= Saraiharkhu =

Saraiharkhu a village situated in Jaunpur, Uttar Pradesh in India on the Janpur - Lucknow road, about 18 km form the city of Jaunpur.

It is a green village without pollution. Area of this village is large with a large population including several castes and religions.

In this village, a Bhakti Organization has been running since 1932. It is named "Shri Sitaram Dharm Mandal".

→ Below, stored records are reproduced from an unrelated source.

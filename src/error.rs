use std::fmt::Write;

pub use anyhow::Error as RuntimeError;
use thiserror::Error;

use crate::plugin::PluginRequest;

/// A plugin id string that does not satisfy the id grammar.
#[derive(Debug, Error)]
#[error("Invalid plugin id '{id}': {reason}")]
pub struct InvalidPluginId {
    pub id: String,
    pub reason: &'static str,
}

/// One plugin source that was consulted and declined a request.
#[derive(Debug, Clone, PartialEq, Eq)]
pub struct SourceAttempt {
    /// Human-readable description of the source, e.g. "Core plugins".
    pub source: String,
    /// Why the source rejected the request.
    pub reason: String,
}

/// No source in the resolver chain could satisfy the request. Carries every
/// consulted source together with its rejection reason, in chain order, so
/// the user can tell which candidate sources were searched and why each one
/// turned the request down.
#[derive(Debug, Error)]
#[error("Plugin {} was not found in any of the following sources:{}", .request, format_attempts(.attempts))]
pub struct PluginNotFoundError {
    pub request: PluginRequest,
    pub attempts: Vec<SourceAttempt>,
}

fn format_attempts(attempts: &[SourceAttempt]) -> String {
    let mut acc = String::new();

    for attempt in attempts {
        write!(&mut acc, "\n- {} ({})", attempt.source, attempt.reason).unwrap();
    }

    acc
}

/// A plugin source failed for a reason other than "no such plugin", e.g. a
/// repository could not be reached. Kept apart from [`PluginNotFoundError`]
/// so "couldn't check" is never mistaken for "doesn't exist".
#[derive(Debug, Error)]
#[error("Plugin source '{resolver}' was unavailable:\n{cause}")]
pub struct ResolverTransportError {
    pub resolver: String,
    pub cause: anyhow::Error,
}

impl ResolverTransportError {
    pub fn new(resolver: impl Into<String>, cause: impl Into<anyhow::Error>) -> Self {
        Self {
            resolver: resolver.into(),
            cause: cause.into(),
        }
    }
}

#[derive(Debug, Error)]
pub enum ResolveError {
    #[error(transparent)]
    NotFound(#[from] PluginNotFoundError),

    #[error(transparent)]
    Transport(#[from] ResolverTransportError),
}

/// An excluded task name did not resolve to any task in the current build.
#[derive(Debug, Error)]
#[error("Task '{}' was not found in the current build{}", .name, format_detail(.detail))]
pub struct TaskSelectionError {
    pub name: String,
    pub detail: Option<String>,
}

fn format_detail(detail: &Option<String>) -> String {
    match detail {
        Some(detail) => format!(". {detail}"),
        None => String::new(),
    }
}

impl TaskSelectionError {
    pub fn new(name: impl Into<String>) -> Self {
        Self {
            name: name.into(),
            detail: None,
        }
    }

    pub fn with_detail(mut self, detail: impl Into<String>) -> Self {
        self.detail = Some(detail.into());
        self
    }
}
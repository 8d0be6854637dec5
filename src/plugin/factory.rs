use std::sync::Arc;

use crate::plugin::{
    CompositePluginResolver, CorePluginRegistry, CorePluginResolver,
    InjectedClasspathPluginResolver, ModuleArtifactSource, NoopPluginResolver, PluginRepository,
    PluginResolver, PluginResolverContributor, RepositoryPluginResolver,
};

/// Assembles the default resolver chain for one build session.
///
/// Plugins are searched from the first source to the last until one claims
/// the request, so order matters:
///
/// 1. [`NoopPluginResolver`] — only used in tests.
/// 2. [`CorePluginResolver`] — plugins bundled with the distribution.
/// 3. [`InjectedClasspathPluginResolver`] — plugins supplied to this run
///    out-of-band, e.g. by a test harness.
/// 4. Resolvers contributed by the hosting distribution, in registration
///    order — typically one per included build.
/// 5. [`RepositoryPluginResolver`] — configured plugin repositories, or the
///    default public portal when none were configured.
///
/// The order is a designed invariant, optimized both for correctness
/// (explicit and local sources must mask implicit and remote ones) and for
/// performance (requests succeed or fail cheaply before any network cost is
/// paid).
pub struct PluginResolverFactory {
    core_registry: Arc<CorePluginRegistry>,
    injected: InjectedClasspathPluginResolver,
    contributors: Vec<Box<dyn PluginResolverContributor>>,
    repositories: Vec<PluginRepository>,
    artifacts: Arc<dyn ModuleArtifactSource>,
}

impl PluginResolverFactory {
    pub fn new(
        core_registry: Arc<CorePluginRegistry>,
        artifacts: Arc<dyn ModuleArtifactSource>,
    ) -> Self {
        Self {
            core_registry,
            injected: InjectedClasspathPluginResolver::empty(),
            contributors: Vec::new(),
            repositories: Vec::new(),
            artifacts,
        }
    }

    pub fn with_injected_classpath(mut self, injected: InjectedClasspathPluginResolver) -> Self {
        self.injected = injected;
        self
    }

    /// Registers a contributor. Contributors are consulted in registration
    /// order and each appends its resolvers contiguously.
    pub fn add_contributor(mut self, contributor: Box<dyn PluginResolverContributor>) -> Self {
        self.contributors.push(contributor);
        self
    }

    pub fn with_repositories(mut self, repositories: Vec<PluginRepository>) -> Self {
        self.repositories = repositories;
        self
    }

    /// Builds a fresh chain. Resolvers are stateless, so the result may be
    /// used for a single request or kept for a whole build session.
    pub fn create(&self) -> CompositePluginResolver {
        let mut resolvers: Vec<Box<dyn PluginResolver>> = Vec::new();

        resolvers.push(Box::new(NoopPluginResolver));
        resolvers.push(Box::new(CorePluginResolver::new(self.core_registry.clone())));

        self.injected.collect_resolvers_into(&mut resolvers);

        for contributor in &self.contributors {
            contributor.collect_resolvers_into(&mut resolvers);
        }

        resolvers.push(Box::new(RepositoryPluginResolver::new(
            self.repositories.clone(),
            self.artifacts.clone(),
        )));

        CompositePluginResolver::new(resolvers)
    }
}
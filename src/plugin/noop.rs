use crate::error::ResolverTransportError;
use crate::plugin::{PluginRequest, PluginResolveOutcome, PluginResolver};

/// A source that never resolves anything. It sits at the head of the default
/// chain purely so tests can observe chain traversal in isolation.
#[derive(Debug, Clone, Copy, Default)]
pub struct NoopPluginResolver;

impl PluginResolver for NoopPluginResolver {
    fn description(&self) -> String {
        "No-op resolver".to_string()
    }

    fn try_resolve(
        &self,
        _: &PluginRequest,
    ) -> Result<PluginResolveOutcome, ResolverTransportError> {
        Ok(PluginResolveOutcome::not_found("resolves no plugins"))
    }
}
//! Cheaply clonable predicates and their intersection.

use std::fmt::Debug;
use std::sync::Arc;

/// A type-erased predicate over `T`. Cloning is cheap (shared `Arc`), which
/// lets one predicate be installed in several places without re-deriving it.
pub struct Predicate<T: ?Sized>(Arc<dyn Fn(&T) -> bool + Send + Sync>);

impl<T: ?Sized> Predicate<T> {
    pub fn new<F>(f: F) -> Self
    where
        F: Fn(&T) -> bool + Send + Sync + 'static,
    {
        Self(Arc::new(f))
    }

    /// A predicate satisfied by every value.
    pub fn satisfy_all() -> Self {
        Self::new(|_| true)
    }

    /// A predicate satisfied by no value.
    pub fn satisfy_none() -> Self {
        Self::new(|_| false)
    }

    pub fn satisfied_by(&self, item: &T) -> bool {
        (self.0)(item)
    }
}

impl<T: ?Sized> Clone for Predicate<T> {
    fn clone(&self) -> Self {
        Self(self.0.clone())
    }
}

impl<T: ?Sized> Debug for Predicate<T> {
    fn fmt(&self, f: &mut std::fmt::Formatter<'_>) -> std::fmt::Result {
        write!(f, "Predicate(*)")
    }
}

/// Folds a sequence of predicates with logical AND. The empty sequence yields
/// [`Predicate::satisfy_all`]. AND is commutative and associative, so callers
/// may feed this from an unordered container.
pub fn intersect<T, I>(predicates: I) -> Predicate<T>
where
    T: ?Sized + 'static,
    I: IntoIterator<Item = Predicate<T>>,
{
    let mut predicates: Vec<_> = predicates.into_iter().collect();

    match predicates.len() {
        0 => Predicate::satisfy_all(),
        1 => predicates.remove(0),
        _ => Predicate::new(move |item| predicates.iter().all(|p| p.satisfied_by(item))),
    }
}
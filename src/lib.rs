#![forbid(unsafe_code)]
#![doc = include_str!("../README.md")]

mod error;
mod exclude;
mod plugin;
mod predicate;
#[cfg(feature = "logging")]
mod utils;

pub use crate::error::*;
pub use crate::exclude::{ExcludedTaskFilteringPreparer, ExecutionPlan, Task, TaskSelector};
pub use crate::plugin::{
    CompositePluginResolver, CorePluginMetadata, CorePluginRegistry, CorePluginResolver,
    IncludedBuildPluginResolver, InjectedClasspathPluginResolver, ModuleArtifactSource,
    ModuleCoordinates, NoopPluginResolver, PluginId, PluginImplementation, PluginRepository,
    PluginRequest, PluginResolution, PluginResolveOutcome, PluginResolver,
    PluginResolverContributor, PluginResolverFactory, RepositoryPluginResolver, TargetScope,
};
pub use crate::predicate::{Predicate, intersect};
#[cfg(feature = "logging")]
pub use crate::utils::init_logging;
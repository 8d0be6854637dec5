use std::fmt::Debug;

use crate::error::{PluginNotFoundError, ResolveError, SourceAttempt};
use crate::plugin::{PluginRequest, PluginResolution, PluginResolveOutcome, PluginResolver};

/// Walks an ordered chain of plugin sources, first match wins.
///
/// The order is fixed at construction and is itself part of the contract:
/// a source earlier in the chain masks any plugin a later source could also
/// have supplied, and no further source is consulted once one claims the
/// request. Sources are tried strictly sequentially; a blocking source
/// stalls the chain, which is acceptable because resolution happens once per
/// build, off the scheduling path.
pub struct CompositePluginResolver {
    resolvers: Vec<Box<dyn PluginResolver>>,
}

impl CompositePluginResolver {
    /// Creates a chain from `resolvers`, insertion order = precedence order.
    pub fn new(resolvers: Vec<Box<dyn PluginResolver>>) -> Self {
        Self { resolvers }
    }

    /// Descriptions of the chain members, in precedence order.
    pub fn sources(&self) -> Vec<String> {
        self.resolvers.iter().map(|r| r.description()).collect()
    }

    /// Resolves `request` against the chain.
    ///
    /// On exhaustion the returned [`PluginNotFoundError`] aggregates every
    /// source that rejected the request together with its reason, in chain
    /// order. Sources reporting themselves not applicable are skipped
    /// silently and left out of the report. A transport failure from any
    /// source aborts the chain immediately; it is not folded into "not
    /// found" and never retried here.
    pub fn resolve(&self, request: &PluginRequest) -> Result<PluginResolution, ResolveError> {
        let mut attempts = Vec::new();

        for resolver in &self.resolvers {
            match resolver.try_resolve(request)? {
                PluginResolveOutcome::Found(resolution) => {
                    tracing::debug!(
                        "plugin {} resolved by '{}'",
                        request,
                        resolution.source()
                    );
                    return Ok(resolution);
                }
                PluginResolveOutcome::NotFound { reason } => {
                    tracing::debug!(
                        "plugin {} not found by '{}': {}",
                        request,
                        resolver.description(),
                        reason
                    );
                    attempts.push(SourceAttempt {
                        source: resolver.description(),
                        reason,
                    });
                }
                PluginResolveOutcome::NotApplicable => {
                    tracing::debug!(
                        "plugin source '{}' not applicable to this build",
                        resolver.description()
                    );
                }
            }
        }

        Err(PluginNotFoundError {
            request: request.clone(),
            attempts,
        }
        .into())
    }
}

impl Debug for CompositePluginResolver {
    fn fmt(&self, f: &mut std::fmt::Formatter<'_>) -> std::fmt::Result {
        f.debug_list()
            .entries(self.resolvers.iter().map(|r| r.description()))
            .finish()
    }
}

==Shri Sitaram Dharm Mandal==
The main aim of this organization is to distribute bhakti and to teach rules and regulations of God Ramachandra by organizing Ramleela during Dussehra. This organization is old and famous, large audiences come here every year during the period.
Ramleela is enacted for five days and on the sixth day, a large fair is organised in the village named as "Vijyadashmi". The important thing about this organization is that it started with only Kayastha family members of the village as members and now this organization has more than 100 members working in different parts of the country and abroad and in important fields. Every year not only members but also audiences with family come for six days, leaving their important work. This shows how unity and love between the peoples of this village is an example to be followed. Many great personalities also attend Ramleela.

In 2007 "Shri Sitaram Dharm Mandal" is going to celebrate the Platinum Jubilee of completing 75 years of continuous organisation of Ramleela. Residents of the village and members of this organization are excited. They are eagerly await Dusherra. Ramleela is planned along with extra events. An honorable personality will inaugurate the events.